--- Exercise ---
All of the data is to be set down again without any alteration.

Records for the exercise Block Start

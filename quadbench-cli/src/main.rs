fn main() -> anyhow::Result<()> {
    quadbench_cli::run()
}
//! Scenario tests for the Merkle Sum Tree

mod vectors;
//! Example of proving that a range is unallocated
//!
//! This example demonstrates:
//! - Empty leaves committing to zeroes
//! - Verifying an exclusion proof on a client that only knows the root
//! - Shipping the proof in compressed form

use merkle_sum_tree::{Bucket, CompressedProof, Leaf, MerkleSumTree, TreeError};
use sha2::Sha256;

fn main() -> Result<(), TreeError> {
    env_logger::init();

    let leaves = vec![
        Leaf::<32, Sha256>::new(0..100, Some(b"block header".to_vec()))?,
        Leaf::empty(100..400)?,
        Leaf::new(400..512, Some(b"block body".to_vec()))?,
    ];
    let tree = MerkleSumTree::from_leaves(&leaves)?;

    // Server side: extract and compress the proof for the empty range
    let encoded = tree.merkle_proof(1)?.compress().encode()?;
    let root = tree.root().clone();
    println!("Compressed proof: {} bytes", encoded.len());

    // Client side: only the root, the claimed range and the proof bytes
    let proof = CompressedProof::<32, Sha256>::decode(&encoded)?.decompress()?;
    let claim = Bucket::empty(300);
    match proof.verify(&root, &claim, &(100..400)) {
        Ok(()) => println!("100..400 is provably empty"),
        Err(rejection) => println!("Rejected: {}", rejection),
    }

    // Claiming content in that range does not verify
    let forged = Bucket::leaf(300, Some(b"hidden".as_slice()));
    if let Err(rejection) = proof.verify(&root, &forged, &(100..400)) {
        println!("Forged claim rejected: {}", rejection);
    }
    Ok(())
}
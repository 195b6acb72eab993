//! Basic example of using the Merkle Sum Tree
//!
//! This example demonstrates:
//! - Building a tree over the whole 64-bit space
//! - Getting the root bucket
//! - Extracting and verifying an inclusion proof
//!
//! Run with `RUST_LOG=debug` to see the library logs.

use merkle_sum_tree::{verify_proof, Leaf, MerkleSumTree, Size, TreeError};
use sha2::Sha256;

const TREE_SIZE: Size = 1 << 64;

fn main() -> Result<(), TreeError> {
    env_logger::init();

    // Leaves must cover the space in order, `None` marks an empty range
    let leaves = vec![
        Leaf::<32, Sha256>::empty(0..4)?,
        Leaf::new(4..10, Some(b"tx1".to_vec()))?,
        Leaf::empty(10..15)?,
        Leaf::new(15..20, Some(b"tx2".to_vec()))?,
        Leaf::new(20..70, Some(b"tx3".to_vec()))?,
        Leaf::new(70..90, Some(b"tx4".to_vec()))?,
        Leaf::empty(90..TREE_SIZE)?,
    ];
    let tree = MerkleSumTree::from_leaves(&leaves)?;

    let root = tree.root();
    println!("Root: {}", root);

    // Prove that "tx2" occupies 15..20
    let proof = tree.merkle_proof(3)?;
    println!("Proof length: {}", proof.len());
    println!("Encoded proof: {}", hex::encode(proof.encode()?));

    let bucket = leaves[3].bucket();
    println!(
        "Proof verification: {}",
        verify_proof(root, &bucket, &(15..20), &proof)
    );
    println!(
        "Proof verification for 15..21: {}",
        verify_proof(root, &bucket, &(15..21), &proof)
    );
    Ok(())
}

Records for the exercise Block End

--- Output ---
filename quadbench-cli/src/main.rs
fn main() -> anyhow::Result<()> {
    quadbench_cli::run()
}
//! Scenario tests for the Merkle Sum Tree

mod vectors;
//! Example of proving that a range is unallocated
//!
//! This example demonstrates:
//! - Empty leaves committing to zeroes
//! - Verifying an exclusion proof on a client that only knows the root
//! - Shipping the proof in compressed form

use merkle_sum_tree::{Bucket, CompressedProof, Leaf, MerkleSumTree, TreeError};
use sha2::Sha256;

fn main() -> Result<(), TreeError> {
    env_logger::init();

    let leaves = vec![
        Leaf::<32, Sha256>::new(0..100, Some(b"block header".to_vec()))?,
        Leaf::empty(100..400)?,
        Leaf::new(400..512, Some(b"block body".to_vec()))?,
    ];
    let tree = MerkleSumTree::from_leaves(&leaves)?;

    // Server side: extract and compress the proof for the empty range
    let encoded = tree.merkle_proof(1)?.compress().encode()?;
    let root = tree.root().clone();
    println!("Compressed proof: {} bytes", encoded.len());

    // Client side: only the root, the claimed range and the proof bytes
    let proof = CompressedProof::<32, Sha256>::decode(&encoded)?.decompress()?;
    let claim = Bucket::empty(300);
    match proof.verify(&root, &claim, &(100..400)) {
        Ok(()) => println!("100..400 is provably empty"),
        Err(rejection) => println!("Rejected: {}", rejection),
    }

    // Claiming content in that range does not verify
    let forged = Bucket::leaf(300, Some(b"hidden".as_slice()));
    if let Err(rejection) = proof.verify(&root, &forged, &(100..400)) {
        println!("Forged claim rejected: {}", rejection);
    }
    Ok(())
}
repository 195b6acb72eab993
//! Basic example of using the Merkle Sum Tree
//!
//! This example demonstrates:
//! - Building a tree over the whole 64-bit space
//! - Getting the root bucket
//! - Extracting and verifying an inclusion proof
//!
//! Run with `RUST_LOG=debug` to see the library logs.

use merkle_sum_tree::{verify_proof, Leaf, MerkleSumTree, Size, TreeError};
use sha2::Sha256;

const TREE_SIZE: Size = 1 << 64;

fn main() -> Result<(), TreeError> {
    env_logger::init();

    // Leaves must cover the space in order, `None` marks an empty range
    let leaves = vec![
        Leaf::<32, Sha256>::empty(0..4)?,
        Leaf::new(4..10, Some(b"tx1".to_vec()))?,
        Leaf::empty(10..15)?,
        Leaf::new(15..20, Some(b"tx2".to_vec()))?,
        Leaf::new(20..70, Some(b"tx3".to_vec()))?,
        Leaf::new(70..90, Some(b"tx4".to_vec()))?,
        Leaf::empty(90..TREE_SIZE)?,
    ];
    let tree = MerkleSumTree::from_leaves(&leaves)?;

    let root = tree.root();
    println!("Root: {}", root);

    // Prove that "tx2" occupies 15..20
    let proof = tree.merkle_proof(3)?;
    println!("Proof length: {}", proof.len());
    println!("Encoded proof: {}", hex::encode(proof.encode()?));

    let bucket = leaves[3].bucket();
    println!(
        "Proof verification: {}",
        verify_proof(root, &bucket, &(15..20), &proof)
    );
    println!(
        "Proof verification for 15..21: {}",
        verify_proof(root, &bucket, &(15..21), &proof)
    );
    Ok(())
}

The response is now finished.